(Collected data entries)
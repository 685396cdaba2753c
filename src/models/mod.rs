mod audit_entry;
mod export;
mod retention_policy;

pub use audit_entry::*;
pub use export::*;
pub use retention_policy::*;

Task details: Every line of the data must be reproduced exactly.

Response to this exercise:
repository 685396cdaba2753c
filename src/models/mod.rs
mod audit_entry;
mod export;
mod retention_policy;

pub use audit_entry::*;
pub use export::*;
pub use retention_policy::*;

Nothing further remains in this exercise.